(Information begins)

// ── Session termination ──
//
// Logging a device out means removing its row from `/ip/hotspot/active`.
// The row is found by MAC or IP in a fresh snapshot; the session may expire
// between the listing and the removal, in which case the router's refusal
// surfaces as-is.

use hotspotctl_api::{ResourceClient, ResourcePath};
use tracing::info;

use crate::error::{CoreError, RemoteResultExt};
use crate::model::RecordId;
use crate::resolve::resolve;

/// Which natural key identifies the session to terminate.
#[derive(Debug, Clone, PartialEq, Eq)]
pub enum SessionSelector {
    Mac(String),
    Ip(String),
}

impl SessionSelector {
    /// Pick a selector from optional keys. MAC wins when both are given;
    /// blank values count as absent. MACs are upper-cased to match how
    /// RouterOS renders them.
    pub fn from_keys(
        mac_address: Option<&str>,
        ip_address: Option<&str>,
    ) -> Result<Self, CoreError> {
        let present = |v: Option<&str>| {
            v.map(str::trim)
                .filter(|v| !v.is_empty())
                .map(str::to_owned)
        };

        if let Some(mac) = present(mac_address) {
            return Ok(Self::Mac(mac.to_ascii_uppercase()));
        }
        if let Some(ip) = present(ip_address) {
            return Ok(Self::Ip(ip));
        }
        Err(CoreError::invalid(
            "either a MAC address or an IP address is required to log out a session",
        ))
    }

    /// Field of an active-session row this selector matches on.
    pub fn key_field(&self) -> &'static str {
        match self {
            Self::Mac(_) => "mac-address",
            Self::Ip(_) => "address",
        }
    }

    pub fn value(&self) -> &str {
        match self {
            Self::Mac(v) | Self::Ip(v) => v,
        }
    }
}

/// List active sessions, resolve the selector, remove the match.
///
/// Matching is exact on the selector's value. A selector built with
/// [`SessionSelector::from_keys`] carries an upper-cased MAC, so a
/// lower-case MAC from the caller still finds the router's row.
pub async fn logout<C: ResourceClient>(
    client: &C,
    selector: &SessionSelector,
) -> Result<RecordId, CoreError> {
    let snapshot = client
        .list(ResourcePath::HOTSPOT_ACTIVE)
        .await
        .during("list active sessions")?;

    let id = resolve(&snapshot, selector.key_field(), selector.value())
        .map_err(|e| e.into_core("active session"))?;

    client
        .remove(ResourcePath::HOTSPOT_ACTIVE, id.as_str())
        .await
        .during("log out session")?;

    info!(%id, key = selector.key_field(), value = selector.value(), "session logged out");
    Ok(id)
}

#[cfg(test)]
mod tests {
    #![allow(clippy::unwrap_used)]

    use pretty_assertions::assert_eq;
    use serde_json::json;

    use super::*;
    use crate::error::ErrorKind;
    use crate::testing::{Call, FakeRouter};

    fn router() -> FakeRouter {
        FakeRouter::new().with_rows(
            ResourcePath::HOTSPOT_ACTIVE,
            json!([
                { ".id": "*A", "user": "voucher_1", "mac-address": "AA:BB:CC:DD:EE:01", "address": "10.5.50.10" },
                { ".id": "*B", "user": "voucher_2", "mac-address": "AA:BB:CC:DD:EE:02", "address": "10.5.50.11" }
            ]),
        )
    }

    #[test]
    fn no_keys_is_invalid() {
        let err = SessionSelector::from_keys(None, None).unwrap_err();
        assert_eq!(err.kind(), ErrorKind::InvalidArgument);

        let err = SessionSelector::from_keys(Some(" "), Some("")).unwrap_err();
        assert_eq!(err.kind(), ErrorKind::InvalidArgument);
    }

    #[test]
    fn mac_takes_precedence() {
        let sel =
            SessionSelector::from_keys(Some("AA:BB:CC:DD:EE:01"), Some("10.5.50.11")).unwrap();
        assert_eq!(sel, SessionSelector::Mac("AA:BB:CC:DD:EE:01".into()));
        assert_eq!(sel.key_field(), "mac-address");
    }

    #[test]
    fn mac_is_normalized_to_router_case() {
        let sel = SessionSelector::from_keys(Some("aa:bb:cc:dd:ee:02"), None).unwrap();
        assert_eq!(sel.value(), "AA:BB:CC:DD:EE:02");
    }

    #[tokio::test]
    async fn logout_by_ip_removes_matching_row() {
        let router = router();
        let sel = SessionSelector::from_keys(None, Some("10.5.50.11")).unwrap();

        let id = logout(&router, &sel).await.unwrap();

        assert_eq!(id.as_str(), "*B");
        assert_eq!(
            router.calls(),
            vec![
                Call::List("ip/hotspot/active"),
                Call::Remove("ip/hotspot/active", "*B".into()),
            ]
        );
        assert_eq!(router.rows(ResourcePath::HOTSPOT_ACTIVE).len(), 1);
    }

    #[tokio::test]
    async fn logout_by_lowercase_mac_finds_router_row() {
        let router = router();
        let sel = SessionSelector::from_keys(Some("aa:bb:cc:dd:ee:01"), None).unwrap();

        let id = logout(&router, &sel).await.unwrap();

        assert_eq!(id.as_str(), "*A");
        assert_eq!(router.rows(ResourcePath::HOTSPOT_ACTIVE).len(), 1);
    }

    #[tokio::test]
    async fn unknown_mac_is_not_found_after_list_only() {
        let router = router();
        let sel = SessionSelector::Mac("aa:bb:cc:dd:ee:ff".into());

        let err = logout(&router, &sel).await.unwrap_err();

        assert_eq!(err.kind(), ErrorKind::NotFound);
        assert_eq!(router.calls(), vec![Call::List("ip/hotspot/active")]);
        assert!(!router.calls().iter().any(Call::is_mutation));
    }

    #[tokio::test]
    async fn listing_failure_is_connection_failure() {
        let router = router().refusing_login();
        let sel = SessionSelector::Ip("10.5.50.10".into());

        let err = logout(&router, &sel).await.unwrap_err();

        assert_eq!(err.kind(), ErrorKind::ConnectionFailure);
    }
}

(Information ends)

*Description of the task*
Output the data in full, please, exactly as written.

*Answer box*
// ── Session termination ──
//
// Logging a device out means removing its row from `/ip/hotspot/active`.
// The row is found by MAC or IP in a fresh snapshot; the session may expire
// between the listing and the removal, in which case the router's refusal
// surfaces as-is.

use hotspotctl_api::{ResourceClient, ResourcePath};
use tracing::info;

use crate::error::{CoreError, RemoteResultExt};
use crate::model::RecordId;
use crate::resolve::resolve;

/// Which natural key identifies the session to terminate.
#[derive(Debug, Clone, PartialEq, Eq)]
pub enum SessionSelector {
    Mac(String),
    Ip(String),
}

impl SessionSelector {
    /// Pick a selector from optional keys. MAC wins when both are given;
    /// blank values count as absent. MACs are upper-cased to match how
    /// RouterOS renders them.
    pub fn from_keys(
        mac_address: Option<&str>,
        ip_address: Option<&str>,
    ) -> Result<Self, CoreError> {
        let present = |v: Option<&str>| {
            v.map(str::trim)
                .filter(|v| !v.is_empty())
                .map(str::to_owned)
        };

        if let Some(mac) = present(mac_address) {
            return Ok(Self::Mac(mac.to_ascii_uppercase()));
        }
        if let Some(ip) = present(ip_address) {
            return Ok(Self::Ip(ip));
        }
        Err(CoreError::invalid(
            "either a MAC address or an IP address is required to log out a session",
        ))
    }

    /// Field of an active-session row this selector matches on.
    pub fn key_field(&self) -> &'static str {
        match self {
            Self::Mac(_) => "mac-address",
            Self::Ip(_) => "address",
        }
    }

    pub fn value(&self) -> &str {
        match self {
            Self::Mac(v) | Self::Ip(v) => v,
        }
    }
}

/// List active sessions, resolve the selector, remove the match.
///
/// Matching is exact on the selector's value. A selector built with
/// [`SessionSelector::from_keys`] carries an upper-cased MAC, so a
/// lower-case MAC from the caller still finds the router's row.
pub async fn logout<C: ResourceClient>(
    client: &C,
    selector: &SessionSelector,
) -> Result<RecordId, CoreError> {
    let snapshot = client
        .list(ResourcePath::HOTSPOT_ACTIVE)
        .await
        .during("list active sessions")?;

    let id = resolve(&snapshot, selector.key_field(), selector.value())
        .map_err(|e| e.into_core("active session"))?;

    client
        .remove(ResourcePath::HOTSPOT_ACTIVE, id.as_str())
        .await
        .during("log out session")?;

    info!(%id, key = selector.key_field(), value = selector.value(), "session logged out");
    Ok(id)
}

#[cfg(test)]
mod tests {
    #![allow(clippy::unwrap_used)]

    use pretty_assertions::assert_eq;
    use serde_json::json;

    use super::*;
    use crate::error::ErrorKind;
    use crate::testing::{Call, FakeRouter};

    fn router() -> FakeRouter {
        FakeRouter::new().with_rows(
            ResourcePath::HOTSPOT_ACTIVE,
            json!([
                { ".id": "*A", "user": "voucher_1", "mac-address": "AA:BB:CC:DD:EE:01", "address": "10.5.50.10" },
                { ".id": "*B", "user": "voucher_2", "mac-address": "AA:BB:CC:DD:EE:02", "address": "10.5.50.11" }
            ]),
        )
    }

    #[test]
    fn no_keys_is_invalid() {
        let err = SessionSelector::from_keys(None, None).unwrap_err();
        assert_eq!(err.kind(), ErrorKind::InvalidArgument);

        let err = SessionSelector::from_keys(Some(" "), Some("")).unwrap_err();
        assert_eq!(err.kind(), ErrorKind::InvalidArgument);
    }

    #[test]
    fn mac_takes_precedence() {
        let sel =
            SessionSelector::from_keys(Some("AA:BB:CC:DD:EE:01"), Some("10.5.50.11")).unwrap();
        assert_eq!(sel, SessionSelector::Mac("AA:BB:CC:DD:EE:01".into()));
        assert_eq!(sel.key_field(), "mac-address");
    }

    #[test]
    fn mac_is_normalized_to_router_case() {
        let sel = SessionSelector::from_keys(Some("aa:bb:cc:dd:ee:02"), None).unwrap();
        assert_eq!(sel.value(), "AA:BB:CC:DD:EE:02");
    }

    #[tokio::test]
    async fn logout_by_ip_removes_matching_row() {
        let router = router();
        let sel = SessionSelector::from_keys(None, Some("10.5.50.11")).unwrap();

        let id = logout(&router, &sel).await.unwrap();

        assert_eq!(id.as_str(), "*B");
        assert_eq!(
            router.calls(),
            vec![
                Call::List("ip/hotspot/active"),
                Call::Remove("ip/hotspot/active", "*B".into()),
            ]
        );
        assert_eq!(router.rows(ResourcePath::HOTSPOT_ACTIVE).len(), 1);
    }

    #[tokio::test]
    async fn logout_by_lowercase_mac_finds_router_row() {
        let router = router();
        let sel = SessionSelector::from_keys(Some("aa:bb:cc:dd:ee:01"), None).unwrap();

        let id = logout(&router, &sel).await.unwrap();

        assert_eq!(id.as_str(), "*A");
        assert_eq!(router.rows(ResourcePath::HOTSPOT_ACTIVE).len(), 1);
    }

    #[tokio::test]
    async fn unknown_mac_is_not_found_after_list_only() {
        let router = router();
        let sel = SessionSelector::Mac("aa:bb:cc:dd:ee:ff".into());

        let err = logout(&router, &sel).await.unwrap_err();

        assert_eq!(err.kind(), ErrorKind::NotFound);
        assert_eq!(router.calls(), vec![Call::List("ip/hotspot/active")]);
        assert!(!router.calls().iter().any(Call::is_mutation));
    }

    #[tokio::test]
    async fn listing_failure_is_connection_failure() {
        let router = router().refusing_login();
        let sel = SessionSelector::Ip("10.5.50.10".into());

        let err = logout(&router, &sel).await.unwrap_err();

        assert_eq!(err.kind(), ErrorKind::ConnectionFailure);
    }
}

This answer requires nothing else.